The Tigon Medical FIRE System is intended to provide the orthopedic surgeon with a means of bone-to-bone fixation and to assist in the management of reconstructive surgeries.

• Bone Loss Deficiencies/Deformities
  • · Latariet
  • Free bone block
• Internal bone fixation for bone fractures, fusions, non-unions, and osteotomies in the foot, ankle, hand, and wrist.

The Tigon Medical Fractures, Instability, and Reconstruction (FIRE) System includes reconstruction devices that are designed to provide a means of bone-to-bone fixation and to assist in the management of reconstructive surgeries. The system includes instruments that allow for the placement of the reconstruction device and screws. The reconstruction devices and screws are available in various sizes.

This is a 510(k) premarket notification for a medical device called the Tigon Medical Fractures, Instability, and Reconstruction (FIRE) System. This device is a metallic bone fixation fastener (screws and reconstruction devices) used for bone-to-bone fixation and reconstructive surgeries.

Here's the breakdown of the acceptance criteria and the study information based on the provided text:

1. Table of Acceptance Criteria and Reported Device Performance

2. Sample Size Used for the Test Set and Data Provenance

• The document does not specify the sample size used for the mechanical testing (test set).
• The document does not specify the data provenance (e.g., country of origin, retrospective/prospective). It only mentions "mechanical testing was performed."

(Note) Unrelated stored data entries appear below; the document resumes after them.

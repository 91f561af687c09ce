use crate::Page;
use crate::error::PageError;
use crate::panel::{Control, FilterPanel, FilterSelection, Placement};
use crate::tables;
use crate::view::{Notice, PageView, ViewSection};
use analytics::{CategoryChart, Cell, ChartKind, Table, group_by};
use configuration::{DatasetParams, PageId, TrainingSettings};
use core_types::{Dataset, Dimension, FillRecord, PRICE_DP};
use generator::FillModel;
use ml_trainer::TrainingReport;
use rust_decimal::Decimal;
use std::cmp::Reverse;

pub const TOP_WINNERS: &str = "Top Winning Trades";
pub const BROKER_PERFORMANCE: &str = "Broker Performance";
pub const WIN_RATE: &str = "Win Rate per Broker";

/// How many winners the top-trades table lists.
const TOP_N: usize = 10;

/// Result of training the sample model when the page is built.
#[derive(Debug, Clone, PartialEq)]
pub enum ModelStatus {
    Trained(TrainingReport),
    /// The sample dataset could not be loaded or fitted; holds the reason.
    Unavailable(String),
}

impl ModelStatus {
    /// Loads the configured sample file and trains on it. Failures are reported, not raised.
    pub fn train(settings: &TrainingSettings) -> Self {
        let outcome = ml_trainer::load_data(&settings.sample_path)
            .and_then(|df| ml_trainer::train_model(&df, settings));
        match outcome {
            Ok(report) => ModelStatus::Trained(report),
            Err(e) => {
                tracing::warn!(
                    error = %e,
                    file = %settings.sample_path.display(),
                    "Winning trades model is unavailable."
                );
                ModelStatus::Unavailable(e.to_string())
            }
        }
    }

    fn notice(&self) -> Notice {
        match self {
            ModelStatus::Trained(report) => {
                Notice::success(format!("Model trained with accuracy: {:.2}", report.accuracy))
            }
            ModelStatus::Unavailable(reason) => Notice::warning(format!(
                "Sample dataset unavailable ({reason}). Run `ml-trainer generate-dataset` to create it."
            )),
        }
    }
}

/// Fills that beat their sample price, with the sample model's accuracy.
pub struct WinningTradesPage {
    title: String,
    dataset: Dataset<FillRecord>,
    model: ModelStatus,
}

impl WinningTradesPage {
    pub fn new(
        title: impl Into<String>,
        params: &DatasetParams,
        training: &TrainingSettings,
    ) -> Result<Self, PageError> {
        let dataset =
            generator::fills(params, &FillModel::tight()).map_err(|source| PageError::Dataset {
                page: PageId::WinningTrades,
                source,
            })?;
        Ok(Self {
            title: title.into(),
            dataset,
            model: ModelStatus::train(training),
        })
    }

    pub fn dataset(&self) -> &Dataset<FillRecord> {
        &self.dataset
    }

    pub fn model(&self) -> &ModelStatus {
        &self.model
    }
}

fn top_winners(rows: &[&FillRecord]) -> Result<Table, PageError> {
    let mut winners: Vec<&FillRecord> = rows.iter().copied().filter(|r| r.is_winner()).collect();
    winners.sort_by_key(|r| (Reverse(r.pnl()), r.date));

    let mut table = Table::new(
        TOP_WINNERS,
        [
            "Date",
            "Broker",
            "Instrument",
            "Side",
            "Quantity",
            "avgFill",
            "samplePrice",
            "PnL",
        ],
    );
    for row in winners.into_iter().take(TOP_N) {
        table.push_row(vec![
            row.date.into(),
            row.broker.as_str().into(),
            row.instrument.as_str().into(),
            row.side.as_str().into(),
            row.quantity.into(),
            row.avg_fill.into(),
            row.sample_price.into(),
            row.pnl().into(),
        ])?;
    }
    Ok(table)
}

/// Per selected broker: trades, winners, win rate (percent) and total PnL.
fn broker_performance(
    rows: &[&FillRecord],
    brokers: &[String],
) -> Result<(Table, CategoryChart), PageError> {
    let groups = group_by(rows.iter().copied(), |r| r.broker.clone());
    let mut table = Table::new(
        BROKER_PERFORMANCE,
        ["Broker", "Trades", "Winners", "Win_Rate", "Total_PnL"],
    );
    let mut rates = Vec::with_capacity(brokers.len());

    for broker in brokers {
        let members = groups.get(broker).map(Vec::as_slice).unwrap_or(&[]);
        let winners = members.iter().filter(|r| r.is_winner()).count();
        let rate = (!members.is_empty()).then(|| {
            (Decimal::from(winners) * Decimal::ONE_HUNDRED / Decimal::from(members.len()))
                .round_dp(PRICE_DP)
        });
        let pnl: Decimal = members.iter().map(|r| r.pnl()).sum();
        table.push_row(vec![
            broker.as_str().into(),
            members.len().into(),
            winners.into(),
            rate.into(),
            if members.is_empty() { Cell::Empty } else { pnl.into() },
        ])?;
        rates.push((broker.clone(), rate));
    }

    let chart = CategoryChart::from_pairs(ChartKind::Bar, WIN_RATE, "Win Rate (%)", rates)
        .labels("Broker", "Win Rate (%)");
    Ok((table, chart))
}

impl Page for WinningTradesPage {
    fn id(&self) -> PageId {
        PageId::WinningTrades
    }

    fn title(&self) -> &str {
        &self.title
    }

    fn panel(&self) -> FilterPanel {
        FilterPanel::new(Placement::Sidebar)
            .control(Control::date_range("Select date range", &self.dataset))
            .control(Some(Control::multi_select(
                "Select broker(s)",
                Dimension::Broker,
                &self.dataset,
            )))
    }

    fn render(&self, selection: &FilterSelection) -> Result<PageView, PageError> {
        let resolved = self.panel().resolve(selection);
        let rows = resolved.state.apply(&self.dataset.rows);
        let (performance, win_rate) =
            broker_performance(&rows, resolved.selected(Dimension::Broker))?;
        let top = top_winners(&rows)?;

        let mut view = PageView::new(self.id(), &self.title);
        view.notices.push(self.model.notice());
        let view = view
            .filtered(resolved, self.dataset.len(), rows.len())
            .section(ViewSection::new(TOP_WINNERS).visual(top))
            .section(
                ViewSection::new(BROKER_PERFORMANCE)
                    .visual(win_rate)
                    .visual(performance),
            )
            .section(ViewSection::new(tables::RAW_DATA).visual(tables::raw_fills(&rows, false)?));
        Ok(view)
    }
}

#[cfg(test)]
mod tests {
    use super::*;
    use crate::view::NoticeLevel;
    use analytics::Visual;
    use configuration::DatasetSettings;

    fn unavailable_training() -> TrainingSettings {
        TrainingSettings {
            sample_path: "does/not/exist.csv".into(),
            ..TrainingSettings::default()
        }
    }

    fn page(training: &TrainingSettings) -> WinningTradesPage {
        WinningTradesPage::new(
            "Winning Trades",
            &DatasetSettings::default().winning_trades,
            training,
        )
        .unwrap()
    }

    #[test]
    fn test_missing_sample_file_degrades_to_a_warning() {
        let page = page(&unavailable_training());
        assert!(matches!(page.model(), ModelStatus::Unavailable(_)));

        let view = page.render(&FilterSelection::new()).unwrap();
        assert_eq!(view.notices[0].level, NoticeLevel::Warning);
        assert!(view.notices[0].message.contains("generate-dataset"));
    }

    #[test]
    fn test_trained_model_reports_its_accuracy() {
        let dir = tempfile::tempdir().unwrap();
        let training = TrainingSettings {
            sample_path: dir.path().join("sample.csv"),
            ..TrainingSettings::default()
        };
        ml_trainer::generate_dataset(&DatasetSettings::default().winning_trades, &training.sample_path)
            .unwrap();

        let page = page(&training);
        let ModelStatus::Trained(report) = page.model() else {
            panic!("expected a trained model, got {:?}", page.model());
        };
        let view = page.render(&FilterSelection::new()).unwrap();
        assert_eq!(view.notices[0].level, NoticeLevel::Success);
        assert_eq!(
            view.notices[0].message,
            format!("Model trained with accuracy: {:.2}", report.accuracy)
        );
    }

    #[test]
    fn test_top_winners_are_sorted_by_pnl() {
        let page = page(&unavailable_training());
        let view = page.render(&FilterSelection::new()).unwrap();
        let Some(Visual::Table(table)) = view.visual(TOP_WINNERS) else {
            panic!("expected the top winners table");
        };
        assert_eq!(table.rows.len(), TOP_N);
        let pnl: Vec<Decimal> = table
            .rows
            .iter()
            .map(|row| match row[7] {
                Cell::Decimal(d) => d,
                ref other => panic!("unexpected PnL cell {other:?}"),
            })
            .collect();
        assert!(pnl.windows(2).all(|w| w[0] >= w[1]));
        assert!(pnl.iter().all(|p| *p > Decimal::ZERO));
    }

    #[test]
    fn test_win_rate_has_no_bar_for_brokers_without_trades() {
        let page = page(&unavailable_training());
        let from = chrono::NaiveDate::from_ymd_opt(2024, 3, 1).unwrap();
        let view = page
            .render(
                &FilterSelection::new()
                    .dates(from, from)
                    .select(Dimension::Broker, ["JPM", "UBS"]),
            )
            .unwrap();
        let Some(Visual::Chart(chart)) = view.visual(WIN_RATE) else {
            panic!("expected the win rate chart");
        };
        assert_eq!(chart.categories, vec!["JPM", "UBS"]);
        for (broker, rate) in chart.categories.iter().zip(&chart.series[0].values) {
            let trades = page
                .dataset()
                .rows
                .iter()
                .filter(|r| r.date == from && &r.broker == broker)
                .count();
            assert_eq!(rate.is_none(), trades == 0);
        }
    }
}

3. Number of Experts Used to Establish Ground Truth for the Test Set and Qualifications

• This information is not applicable to this type of submission. The "ground truth" for a mechanical fixation device is typically established through adherence to standardized mechanical testing methods and published performance criteria, not expert consensus on clinical cases.

4. Adjudication Method for the Test Set

• This information is not applicable as the evaluation is based on mechanical testing, not interpretation of clinical data by multiple experts.

5. If a Multi-Reader Multi-Case (MRMC) Comparative Effectiveness Study was Done

• No, a Multi-Reader Multi-Case (MRMC) comparative effectiveness study was not done. This type of study is more relevant for diagnostic AI devices where human readers interpret medical images. The FIRE system is a physical implant, and performance is assessed through mechanical properties.

6. If a Standalone (Algorithm Only Without Human-in-the-Loop Performance) Study was Done

• This is not applicable as the FIRE system is a medical device (screws and reconstruction devices), not an algorithm or AI system. Its performance is inherent in its physical properties and design, not in a computational algorithm.

7. Type of Ground Truth Used

• The "ground truth" for validating the device's performance is based on established mechanical testing standards (ASTM F543 and ASTM F382) and FDA guidance documents ("Orthopedic Bone Screws and Washers - Performance Criteria for Safety and Performance Based Pathway" and "Orthopedic Fracture Fixation Plates - Performance Criteria for Safety and Performance Based Pathway"). These standards define acceptable physical properties for such devices.

8. Sample Size for the Training Set

• This information is not applicable. The FIRE system is a physical medical device, not a machine learning model, so there is no "training set" in the computational sense.

9. How the Ground Truth for the Training Set Was Established

• This information is not applicable as there is no training set for a physical medical device.